Monitoring Puma web server performance

Puma is probably the most popular choice for running Ruby applications these days, with primary focus on speed and concurrency. Reminiscent of Unicorn, but unlike it's single-treaded model, Puma brings multi-threading game to the field, scales up with multiple processes per host (like Unicorn) and uses available resources more efficiently. All that gives us a better bang for our buck!

Gitlab has somewhat recently completed migration to Puma and provided background information, challenges and interesting charts in the blog post, if you're interested. Obviously not everyone operates at Gitlab scale, but having a reference point is quite handy.

Multi-threaded environment

Puma is built around concepts of Threads and Workers. Each thread can only process a single request, managed by a thread pool. This pool can scale number of available threads up and down, depending on how busy the server is. Upon boot, Puma will create a minimal amount of threads, and allocate more when other worker threads are busy servicing client requests. Idle threads then get terminated over time. Workers are individual processes, managed by the master Puma process, and allow better CPU utilization on systems with multiple cores.

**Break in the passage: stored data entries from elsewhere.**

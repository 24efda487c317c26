pub mod demo_generator;
pub mod normalizer;
pub mod output_parser;
pub mod upload_guard;

pub use demo_generator::{DemoGenerator, DemoManifest};
pub use normalizer::{normalize, synthesize, FallbackReason, ResultContext};
pub use output_parser::{recover, recover_structured, ParseError, RecoveredPayload, RecoveryStrategy};
pub use upload_guard::{sanitize_filename, validate_upload};
#[cfg(test)]
mod tests {
    use super::*;
    use crate::services::output_parser::recover;
    use std::time::Duration;

    fn ctx() -> ResultContext {
        ResultContext::new("manifest.pdf", ProcessMode::Synchronous, 2048)
    }

    fn without_timestamp(mut result: CanonicalResult) -> CanonicalResult {
        result.timestamp.clear();
        result
    }

    fn assert_summary_invariants(result: &CanonicalResult) {
        let unknown = result
            .exceptions
            .iter()
            .filter(|e| e.kind == ExceptionType::Unknown)
            .count() as u32;
        let summary = result.summary;
        assert_eq!(summary.total_exceptions as usize, result.exceptions.len());
        assert_eq!(
            summary.shortages + summary.overages + summary.damages + unknown,
            summary.total_exceptions
        );
    }

    const NESTED_PRETTY: &str = r#"{"output":{"general":{
        "manifestInfo":{"tripNumber":"7654321","manifestNumber":"MF-2024-042","trailerNumber":"TRL-88",
                        "expectedShipments":3,"actualShipments":2,"expectedHandlingUnits":5,"actualHandlingUnits":4},
        "shipments":[
            {"proNumber":"PRO100001","expectedPieces":4,"actualPieces":3,"weight":420,"description":"AUTOMOTIVE PARTS",
             "exceptionType":"shortage","markupNotations":["SHORT"],"handwrittenNotes":"1 box missing"},
            {"proNumber":"PRO100002","expectedPieces":1,"actualPieces":1,"weight":50,"description":"OFFICE SUPPLIES",
             "exceptionType":"ok","markupNotations":[]},
            {"proNumber":"BL100003","expectedPieces":2,"actualPieces":2,"weight":300,"description":"GLASS MATERIALS",
             "exceptionType":"Damage","markupNotations":["BROKEN"]}
        ],
        "summary":{"totalOverages":0,"totalShortages":1,"totalDamages":1,"hasOSDNotation":true}
    }}}"#;

    /// 处理器输出的是单行 JSON
    fn nested() -> String {
        NESTED_PRETTY.replace('\n', " ")
    }

    #[test]
    fn test_nested_skips_ok_shipments() {
        let payload = recover(&nested()).unwrap();
        let result = normalize(payload, &ctx());

        assert_eq!(result.source, Provenance::StructuredJson);
        assert_eq!(result.manifest.trip_number, "7654321");
        assert_eq!(result.manifest.trailer_number, "TRL-88");
        assert_eq!(result.exceptions.len(), 2);

        let first = &result.exceptions[0];
        assert_eq!(first.pro_number, "PRO100001");
        assert_eq!(first.kind, ExceptionType::Shortage);
        assert_eq!(first.notes, "1 box missing");
        assert_eq!(first.markups, vec!["SHORT"]);

        let second = &result.exceptions[1];
        assert_eq!(second.kind, ExceptionType::Damage);
        assert_eq!(second.notes, "");

        assert_eq!(result.summary.shortages, 1);
        assert_eq!(result.summary.damages, 1);
        assert!(result.summary.has_osd_notation);
        assert_summary_invariants(&result);
    }

    #[test]
    fn test_nested_summary_is_recomputed() {
        let stdout = nested().replace(r#""totalShortages":1"#, r#""totalShortages":9"#);
        let result = normalize(recover(&stdout).unwrap(), &ctx());
        assert_eq!(result.summary.shortages, 1);
        assert_eq!(result.summary.total_exceptions, 2);
    }

    #[test]
    fn test_canonical_passthrough_keeps_fields() {
        let stdout = r#"{"status":"success","filename":"upstream.pdf","manifest":{"tripNumber":"1111111"},
            "exceptions":[{"proNumber":"AWB1","type":"overage"}],
            "summary":{"totalExceptions":1,"overages":1,"hasOSDNotation":true},
            "timestamp":"2024-05-01T10:00:00Z","source":"local_swift_processor"}"#
            .replace('\n', " ");
        let result = normalize(recover(&stdout).unwrap(), &ctx());

        assert_eq!(result.filename, "upstream.pdf");
        assert_eq!(result.timestamp, "2024-05-01T10:00:00Z");
        assert_eq!(result.processor_source.as_deref(), Some("local_swift_processor"));
        assert_eq!(result.source, Provenance::StructuredJson);
        assert_eq!(result.summary.overages, 1);
        assert_eq!(result.manifest.manifest_number, UNKNOWN);
    }

    #[test]
    fn test_canonical_passthrough_fills_missing_timestamp() {
        let stdout = r#"{"manifest":{"tripNumber":"1"},"exceptions":[],"summary":{}}"#;
        let result = normalize(recover(stdout).unwrap(), &ctx());
        assert!(!result.timestamp.is_empty());
        assert_eq!(result.filename, "manifest.pdf");
        assert_eq!(result.summary, Summary::default());
    }

    #[test]
    fn test_text_scan_result() {
        let stdout = "Trip: 1234567, Manifest: MF-2024-001\nPRO123456 - SHORTAGE - 5 PIECES MISSING";
        let result = normalize(recover(stdout).unwrap(), &ctx());

        assert_eq!(result.source, Provenance::TextFallback);
        assert_eq!(result.manifest.trip_number, "1234567");
        assert_eq!(result.manifest.manifest_number, "MF-2024-001");
        assert_eq!(result.exceptions.len(), 1);
        assert_eq!(result.exceptions[0].pro_number, "123456");
        assert_eq!(result.exceptions[0].kind, ExceptionType::Unknown);
        assert_eq!(
            result.exceptions[0].notes,
            "PRO123456 - SHORTAGE - 5 PIECES MISSING"
        );
        assert_eq!(result.raw_output.as_deref(), Some(stdout));
        assert_summary_invariants(&result);
    }

    #[test]
    fn test_text_scan_without_pro_lines_counts_one_shipment() {
        let result = normalize(recover("Trip: 1234567\nManifest: MF-1").unwrap(), &ctx());

        assert_eq!(result.source, Provenance::TextFallback);
        assert!(result.exceptions.is_empty());
        assert_eq!(result.manifest.expected_shipments, 1);
        assert_eq!(result.manifest.actual_shipments, 1);
        assert_eq!(result.summary, Summary::default());
    }

    #[test]
    fn test_canonical_null_fields_use_defaults() {
        let stdout = r#"{"status":null,"manifest":{"tripNumber":"77"},"exceptions":[{"proNumber":"P1","type":"damage","notes":null,"markups":null},{"proNumber":"P2","type":null}],"summary":{"totalExceptions":"2","damages":1,"shortages":null,"hasOSDNotation":null}}"#;
        let result = normalize(recover(stdout).unwrap(), &ctx());

        assert_eq!(result.source, Provenance::StructuredJson);
        assert_eq!(result.status, ResultStatus::Success);
        assert_eq!(result.manifest.trip_number, "77");
        assert_eq!(result.exceptions[0].kind, ExceptionType::Damage);
        assert_eq!(result.exceptions[0].notes, "");
        assert!(result.exceptions[0].markups.is_empty());
        assert_eq!(result.exceptions[1].kind, ExceptionType::Unknown);
        assert_eq!(result.summary.total_exceptions, 2);
        assert_eq!(result.summary.shortages, 0);
        assert!(!result.summary.has_osd_notation);
    }

    #[test]
    fn test_nested_null_markups_use_defaults() {
        let stdout = r#"{"output":{"general":{"manifestInfo":{"tripNumber":"5"},"shipments":[{"proNumber":"BL9","exceptionType":"shortage","markupNotations":null,"handwrittenNotes":null}],"summary":null}}}"#;
        let result = normalize(recover(stdout).unwrap(), &ctx());

        assert_eq!(result.source, Provenance::StructuredJson);
        assert_eq!(result.exceptions.len(), 1);
        assert!(result.exceptions[0].markups.is_empty());
        assert_eq!(result.exceptions[0].notes, "");
        assert_eq!(result.summary.shortages, 1);
    }

    #[test]
    fn test_normalize_is_idempotent_apart_from_timestamp() {
        for stdout in [nested(), "Trip: 42\nPRO: 77 damaged".to_string()] {
            let first = normalize(recover(&stdout).unwrap(), &ctx());
            let second = normalize(recover(&stdout).unwrap(), &ctx());
            assert_eq!(without_timestamp(first), without_timestamp(second));
        }
    }

    #[test]
    fn test_synthesize_is_deterministic_for_seed() {
        let reason = FallbackReason::Timeout { after_secs: 1 };
        let first = synthesize(&reason, &ctx(), &mut DemoGenerator::seeded(11));
        let second = synthesize(&reason, &ctx(), &mut DemoGenerator::seeded(11));

        assert_eq!(first.source, Provenance::SyntheticDemo);
        assert_eq!(first.status, ResultStatus::Success);
        assert!(first.note.contains("timed out after 1 seconds"));
        assert_eq!(first.file_size, 2048);
        assert_summary_invariants(&first);
        assert_eq!(without_timestamp(first), without_timestamp(second));
    }

    #[test]
    fn test_fallback_reason_from_invoke_error() {
        let timeout = InvokeError::Timeout {
            after: Duration::from_secs(30),
        };
        assert_eq!(
            FallbackReason::from(&timeout),
            FallbackReason::Timeout { after_secs: 30 }
        );

        let missing = InvokeError::ExecutableMissing {
            program: "manifest-processor".to_string(),
        };
        let reason = FallbackReason::from(&missing);
        assert!(reason.note().contains("not found (manifest-processor)"));

        let exit = FallbackReason::ExitFailure { code: Some(2) };
        assert!(exit.note().contains("exited with code 2"));
    }
}
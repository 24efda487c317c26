use axum::http::StatusCode;
use axum::response::{IntoResponse, Response};
use axum::Json;
use serde_json::json;
use thiserror::Error;
use tracing::error;

/// 应用程序错误类型
#[derive(Debug, Error)]
pub enum AppError {
    /// 上传内容不合法，直接返回 400
    #[error(transparent)]
    Upload(#[from] UploadError),
    /// 文件操作错误
    #[error("文件错误: {0}")]
    File(#[from] FileError),
    /// 配置错误
    #[error("配置错误: {0}")]
    Config(#[from] ConfigError),
}

/// 上传错误
///
/// 这些消息会原样返回给调用方
#[derive(Debug, Error, PartialEq, Eq)]
pub enum UploadError {
    #[error("No file provided")]
    MissingFile,
    #[error("No file selected")]
    EmptyFilename,
    #[error("Only PDF files are supported")]
    UnsupportedExtension { filename: String },
    #[error("Uploaded file is empty")]
    EmptyFile,
    #[error("Malformed upload: {0}")]
    Malformed(String),
    #[error("Uploaded file exceeds the size limit")]
    TooLarge,
}

/// 文件操作错误
#[derive(Debug, Error)]
pub enum FileError {
    /// 创建临时文件失败
    #[error("创建临时文件失败 ({path}): {source}")]
    CreateFailed {
        path: String,
        #[source]
        source: std::io::Error,
    },
    /// 写入文件失败
    #[error("写入文件失败 ({path}): {source}")]
    WriteFailed {
        path: String,
        #[source]
        source: std::io::Error,
    },
    /// 删除文件失败
    #[error("删除文件失败 ({path}): {source}")]
    DeleteFailed {
        path: String,
        #[source]
        source: std::io::Error,
    },
}

/// 配置错误
#[derive(Debug, Error)]
pub enum ConfigError {
    /// 监听地址无法解析
    #[error("无法解析监听地址 '{value}'")]
    InvalidBindAddr { value: String },
}

// ========== 便捷构造函数 ==========

impl AppError {
    /// 创建临时文件写入错误
    pub fn write_failed(path: impl Into<String>, source: std::io::Error) -> Self {
        AppError::File(FileError::WriteFailed {
            path: path.into(),
            source,
        })
    }

    /// 对应的 HTTP 状态码
    pub fn status_code(&self) -> StatusCode {
        match self {
            AppError::Upload(UploadError::TooLarge) => StatusCode::PAYLOAD_TOO_LARGE,
            AppError::Upload(_) => StatusCode::BAD_REQUEST,
            _ => StatusCode::INTERNAL_SERVER_ERROR,
        }
    }
}

impl IntoResponse for AppError {
    fn into_response(self) -> Response {
        let status = self.status_code();
        let message = match &self {
            AppError::Upload(e) => e.to_string(),
            other => {
                error!("❌ 请求处理失败: {}", other);
                "Internal processing error".to_string()
            }
        };
        (status, Json(json!({ "error": message }))).into_response()
    }
}

// ========== Result 类型别名 ==========

/// 应用程序结果类型
pub type AppResult<T> = Result<T, AppError>;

One important aspect of operating Puma efficiently is picking the right thread pool capacity. Say, we want to run 4 worker processes, 10 threads each. That makes our total capacity at 40 threads, with Puma running in clustered mode. Thread pool size highly depends on the application (especially for heavy rails apps), so running a few basic tests prior to deploying Puma to production is a must.

Memory, CPU and database connection pool constraints are the first thing to figure out: over-utilization could lead to slow response times, timeouts and frequent server restarts. Memory leaks and thread-safety bugs in the application/gems could also contribute to instability. Using a tool like rack-mini-profiler could help identify low hanging performance improvements. Plenty of commercial products are available in this space: NewRelic, Scout, DataDog, Skylight, and others.

Master process stats

Understanding how Puma server performs in production environment is equally important as capacity planning. There are a several solutions that could help us understand what's happening under the hood. Puma master process provides an easy way to fetch operational metrics (stats in clustered mode are similar):

# Execute the code anywhere in controller/request handler
pp Puma.stats_hash
# Puma.stats returns the same data in JSON format

 :versions=>{:puma=>"6.0.1", :ruby=>{:engine=>"ruby", :version=>"3.1.3", :patchlevel=>185}}}

Stats are designed to give you just a baseline, with max_threads representing the maximum number of worker threads on a single host, pool_capacity a number of threads available in reserve. Pool capacity dropping to 0 indicates 100% utilization (all threads are busy). Any additional requests will be be queued up and serviced by the next available thread. Such queueing will cause spikes in overall request latency. More on backlog metric later, while we cover the stats fetching part first.


Puma comes with a pumactl CLI, with stats command among other goodies. We'll have to activate Puma control app first:

# config/puma.rb
state_path "tmp/puma.state"
activate_control_app "unix://tmp/pumactl.sock"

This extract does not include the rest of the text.